Recently, I had the opportunity to work with The Spark Mill on a project for the Parkinson's and Movement Disorder Center at Virginia Commonwealth University. After conducting research and presenting them with a Message Playbook™, we discovered that one of the places this organization needed more training was in translating their research papers into white papers. These are some of the most brilliant minds in science, and they have quite a following of people who like to read their research. The challenge is that the way they’re presenting it (peer reviewed articles) isn’t the best fit for the general public.
Science literacy is important, but it’s also important for scientists to understand how to translate their work so it’s fit for the general public to consume it. As Alan Alda, put it “After interviewing at least 700 scientists on Scientific American Frontiers, I realized that for most of us science is a foreign language.”
I’d put myself in this category. I love reading about the latest scientific discoveries and I tend to snuggle up to a good documentary about cuttlefish as opposed to a stereotypical chick flick. But I get really intimidated when I see a peer reviewed article. It takes me a lot of time to warm up to it. I can’t scan it. I have to go slowly so I can parse sentences and truly understand what’s going on. And often, I don’t have enough context to understand why a particular article is significant.
This is why science journalism is important. And as companies embrace the tenants of brand journalism, it’s easier for scientists to enter the marketing world without feeling like a used car salesperson. So, how do we know when to use which? Here are four situations to help you decide which type of paper is best for your organization.
Quality Control vs. Grounding Assertions
The main purpose of the peer review process is quality control. We want to make sure that our results can be replicated and tested. Often, this is the biggest difference between “real science” and “pseudo-science.” In order to do this, we keep our style minimal and let the results stand on their own. Too much of a personal touch leads to mistrust. But that’s not the case when we’re speaking to the general public. In marketing, we realize that our audience is busy. They may only have time to read a short sentence — maybe, if we’re lucky, we can get them to read a short paragraph. But getting them to read a whole document is exceedingly difficult.
That’s where white papers come in. They ground our assumptions and help validate our claims. As my friend Leslie O’Flahavan of E-WRITE teaches, content (especially on the web) is comprised of bites (headlines), snacks (short paragraphs) and meals (longer form content). Using this metaphor, we can think of white papers as your typical weekday dinner, and peer reviewed articles as a full twelve-course meal.
Formal vs. Informal Announcements
Peer reviewed articles tend to have more formal language because their main purpose is to make an official announcement. Think about what someone wears when they accept the Nobel Prize. A tux or a gorgeous gown, right? That’s the image a scientist has in their head when they are writing for peer review. They want to make sure that their content lives up to that level of prestige, because often, that’s the document that will gain them access into that precious inner circle.
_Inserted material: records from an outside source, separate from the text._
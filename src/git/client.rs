//! Git client seam
//!
//! Everything the pipeline asks of git goes through [`GitClient`], so the
//! orchestrator and the stripper can be driven by a scripted client in tests.
//! [`SystemGit`] shells out to the `git` binary.

use crate::constants::git::GIT_BINARY;
use crate::error::HarvestError;
use crate::utils::process;
use anyhow::Result;
use std::path::Path;
use std::process::Command;
use std::time::Duration;

pub trait GitClient: Send + Sync {
    /// `git clone --depth <depth> --recurse-submodules <url> <target>`
    fn clone_repo(&self, url: &str, target: &Path, depth: u32) -> Result<()>;

    /// Whether the repository at `dir` has a remote called `name`
    fn has_remote(&self, dir: &Path, name: &str) -> Result<bool>;

    fn remove_remote(&self, dir: &Path, name: &str) -> Result<()>;
}

/// [`GitClient`] backed by the system `git` binary
#[derive(Debug, Clone, Default)]
pub struct SystemGit {
    timeout: Option<Duration>,
}

impl SystemGit {
    pub fn new() -> Self {
        Self::default()
    }

    /// Kill any git invocation that runs longer than `timeout`
    pub fn with_timeout(timeout: Option<Duration>) -> Self {
        Self { timeout }
    }

    fn git(&self, dir: Option<&Path>) -> Command {
        let mut command = Command::new(GIT_BINARY);
        if let Some(dir) = dir {
            command.current_dir(dir);
        }
        // Never block on a credential prompt in a batch run
        command.env("GIT_TERMINAL_PROMPT", "0");
        command
    }
}

impl GitClient for SystemGit {
    fn clone_repo(&self, url: &str, target: &Path, depth: u32) -> Result<()> {
        let mut command = self.git(None);
        command
            .arg("clone")
            .arg("--depth")
            .arg(depth.to_string())
            .arg("--recurse-submodules")
            .arg(url)
            .arg(target);

        let output = process::run(&mut command, self.timeout)?;
        if !output.success() {
            return Err(HarvestError::CloneFailure {
                url: url.to_string(),
                message: output.failure_summary(),
            }
            .into());
        }
        Ok(())
    }

    fn has_remote(&self, dir: &Path, name: &str) -> Result<bool> {
        let mut command = self.git(Some(dir));
        command.args(["remote", "get-url", name]);
        let output = process::run(&mut command, self.timeout)?;
        Ok(output.success())
    }

    fn remove_remote(&self, dir: &Path, name: &str) -> Result<()> {
        let mut command = self.git(Some(dir));
        command.args(["remote", "remove", name]);
        let output = process::run(&mut command, self.timeout)?;
        if !output.success() {
            anyhow::bail!(
                "Failed to remove remote '{}' in {}: {}",
                name,
                dir.display(),
                output.failure_summary()
            );
        }
        Ok(())
    }
}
White papers don’t have this pressure. They’re much more relaxed. Think about what you’d wear if you were going to meet a friend for coffee on a Saturday afternoon. It’s about being comfortable and conversational. When you use language that’s too formal in your marketing content, it can feel like you’ve walked into a coffee shop wearing a tuxedo and your friend is wearing jeans and a t-shirt. This pairing isn’t likely to facilitate a long and comfortable conversation.
Permanent Record vs. Increasing Awareness
We write papers, both peer-reviewed and marketing, so that we can attract something. But that something is very different for each type of paper. For peer-reviewed papers, the goal is to attract future funding and associate the author’s name in the permanent record (so the Nobel Prize people need to know who to call). We write in a way that demonstrates that our topic is worth investigating further.
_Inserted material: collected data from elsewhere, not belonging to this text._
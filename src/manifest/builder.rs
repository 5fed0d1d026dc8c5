//! Manifest row builder utilities

use super::ManifestRow;

/// Builder for manifest rows created in code rather than read from a file
pub struct ManifestRowBuilder {
    row: ManifestRow,
}

impl ManifestRowBuilder {
    /// Create a new builder for an active row at manifest line `line`
    pub fn new(line: usize, repo_url: impl Into<String>) -> Self {
        Self {
            row: ManifestRow::new(line, repo_url),
        }
    }

    /// Set the parent directory for the clone
    pub fn with_target_directory(mut self, dir: impl Into<String>) -> Self {
        self.row.target_directory = Some(dir.into());
        self
    }

    pub fn with_depth(mut self, depth: u32) -> Self {
        self.row.depth = depth;
        self
    }

    /// Replace the default patterns for this row
    pub fn with_patterns<I, S>(mut self, patterns: I) -> Self
    where
        I: IntoIterator<Item = S>,
        S: Into<String>,
    {
        self.row.custom_patterns = Some(patterns.into_iter().map(Into::into).collect());
        self
    }

    pub fn inactive(mut self) -> Self {
        self.row.is_active = false;
        self
    }

    /// Build the row
    pub fn build(self) -> ManifestRow {
        self.row
    }
}
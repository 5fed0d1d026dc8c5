//! Report command implementation

use super::{Command, CommandContext};
use crate::summary::RunSummary;
use anyhow::Result;
use async_trait::async_trait;

/// Print the summary accumulated so far
pub struct ReportCommand {
    /// Output in JSON format for machine consumption
    pub json: bool,
}

#[async_trait]
impl Command for ReportCommand {
    async fn execute(&self, _context: &CommandContext, summary: &mut RunSummary) -> Result<()> {
        if self.json {
            println!("{}", serde_json::to_string_pretty(summary)?);
        } else {
            summary.report();
        }
        Ok(())
    }
}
For marketing, we’re not going for funders, we’re going for eyeballs. The goal is to spread the message about our findings and as a result increase awareness at the top of the sales funnel. In this situation, using a peer-reviewed article for marketing purposes would be like using your resume on your online dating profile, which isn’t an effective way of attracting a mate.
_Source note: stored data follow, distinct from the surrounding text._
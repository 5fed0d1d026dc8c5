use anyhow::Result;
use clap::{Parser, Subcommand};
use colored::*;
use harvest::commands::validators;
use harvest::config::PruneMode;
use harvest::git::SystemGit;
use harvest::sanitize::{CleanupOption, split_pattern_list};
use harvest::ui::DialoguerUI;
use harvest::{commands::*, config::Config, constants, logging, summary::RunSummary};
use std::path::PathBuf;
use std::sync::Arc;

#[derive(Parser)]
#[command(name = "harvest")]
#[command(about = "Clone repositories from a manifest and strip them down to plain source trees")]
#[command(version)]
struct Cli {
    #[command(subcommand)]
    command: Option<Commands>,
}

#[derive(Subcommand)]
enum Commands {
    /// Clone every active repository listed in a manifest
    Clone {
        /// Manifest file (defaults to `default_csv_file` from the config)
        #[arg(short, long)]
        manifest: Option<PathBuf>,

        /// Configuration file path
        #[arg(short, long, default_value_t = constants::config::DEFAULT_CONFIG_FILE.to_string())]
        config: String,

        /// Report what would happen without cloning or deleting anything
        #[arg(long)]
        dry_run: bool,

        /// Execute clones in parallel
        #[arg(short, long)]
        parallel: bool,

        /// Whether the pruning patterns name what to keep or what to delete
        #[arg(long)]
        prune_mode: Option<PruneMode>,

        /// Output the summary in JSON format for machine consumption
        #[arg(long)]
        json: bool,
    },

    /// Delete everything in a directory that does not match the kept patterns
    Clean {
        /// Directory to clean
        #[arg(default_value = ".")]
        directory: PathBuf,

        /// Configuration file path
        #[arg(short, long, default_value_t = constants::config::DEFAULT_CONFIG_FILE.to_string())]
        config: String,

        /// Report what would be deleted without deleting anything
        #[arg(long)]
        dry_run: bool,

        /// Comma-separated patterns that replace the configured defaults
        #[arg(long)]
        patterns: Option<String>,

        /// Comma-separated cleanup options (logs, temp, custom, none)
        #[arg(long, default_value = "custom")]
        options: String,

        /// Output the summary in JSON format for machine consumption
        #[arg(long)]
        json: bool,
    },

    /// Interactive menu (the default when no command is given)
    Menu {
        /// Configuration file path
        #[arg(short, long, default_value_t = constants::config::DEFAULT_CONFIG_FILE.to_string())]
        config: String,
    },
}

#[tokio::main]
async fn main() -> Result<()> {
    let cli = Cli::parse();

    let command = cli.command.unwrap_or(Commands::Menu {
        config: constants::config::DEFAULT_CONFIG_FILE.to_string(),
    });

    let mut summary = RunSummary::new();

    match command {
        Commands::Clone {
            manifest,
            config,
            dry_run,
            parallel,
            prune_mode,
            json,
        } => {
            validators::validate_manifest_path(&manifest)?;

            let mut config = load_config(&config)?;
            if let Some(mode) = prune_mode {
                config.prune_mode = mode;
            }

            let context = CommandContext {
                dry_run,
                parallel,
                ..build_context(config)
            };
            CloneCommand { manifest }
                .execute(&context, &mut summary)
                .await?;
            ReportCommand { json }.execute(&context, &mut summary).await?;
        }
        Commands::Clean {
            directory,
            config,
            dry_run,
            patterns,
            options,
            json,
        } => {
            let patterns = patterns.map(|p| split_pattern_list(&p));
            validators::validate_clean_directory(&directory)?;
            validators::validate_pattern_override(&patterns)?;
            let options = CleanupOption::parse_list(&options).map_err(|e| anyhow::anyhow!(e))?;

            let config = load_config(&config)?;
            let context = CommandContext {
                dry_run,
                ..build_context(config)
            };
            CleanCommand {
                directory,
                options,
                patterns,
            }
            .execute(&context, &mut summary)
            .await?;
            ReportCommand { json }.execute(&context, &mut summary).await?;
        }
        Commands::Menu { config } => {
            let config = load_config(&config)?;
            let context = build_context(config);
            run_menu(&DialoguerUI, &context, &mut summary).await?;
        }
    }

    Ok(())
}

/// Load the config, start file logging, and report a missing config file
fn load_config(path: &str) -> Result<Config> {
    let (config, missing) = Config::load_or_default(path)?;
    logging::init(&config)?;

    if let Some(warning) = missing {
        tracing::warn!("{warning}");
        eprintln!("{}", format!("Warning: {warning}").yellow());
    }
    tracing::info!("Harvest started with configuration from '{path}'");

    Ok(config)
}

fn build_context(config: Config) -> CommandContext {
    let git = Arc::new(SystemGit::with_timeout(config.command_timeout()));
    CommandContext::new(config, git)
}
//! Configuration management module

pub mod loader;
pub mod validation;

pub use loader::{Config, LogLevel, PruneMode};
pub use validation::{ValidationError, validate_config};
Objectivity vs. Persuasion
The biggest difference between peer-reviewed papers and white papers comes down to their purpose. The former is meant to inform, the latter to influence. With a white paper, the goal is to demonstrate to others why your proposed solution is better than everything else out there. You want to move someone into action after reading it. You want them to walk away having felt something to the point where they’re willing to change their behavior.
White Paper Template
After scouring the web for a good white paper template, the best one I found was at Demand Metric. The general outline is as follows, but it’s worth downloading the template because it gives a lot of good pointers on how to write your white paper.
- Executive Summary
- Call to Action
- About Organization
At the end of the day, both peer-reviewed articles and marketing articles are good tools. They just solve different problems; one is like a screwdriver, the other like a hammer. Sure, they look similar, but it’s important to recognize that they both do very different jobs, and neither is very good at solving the other’s problems.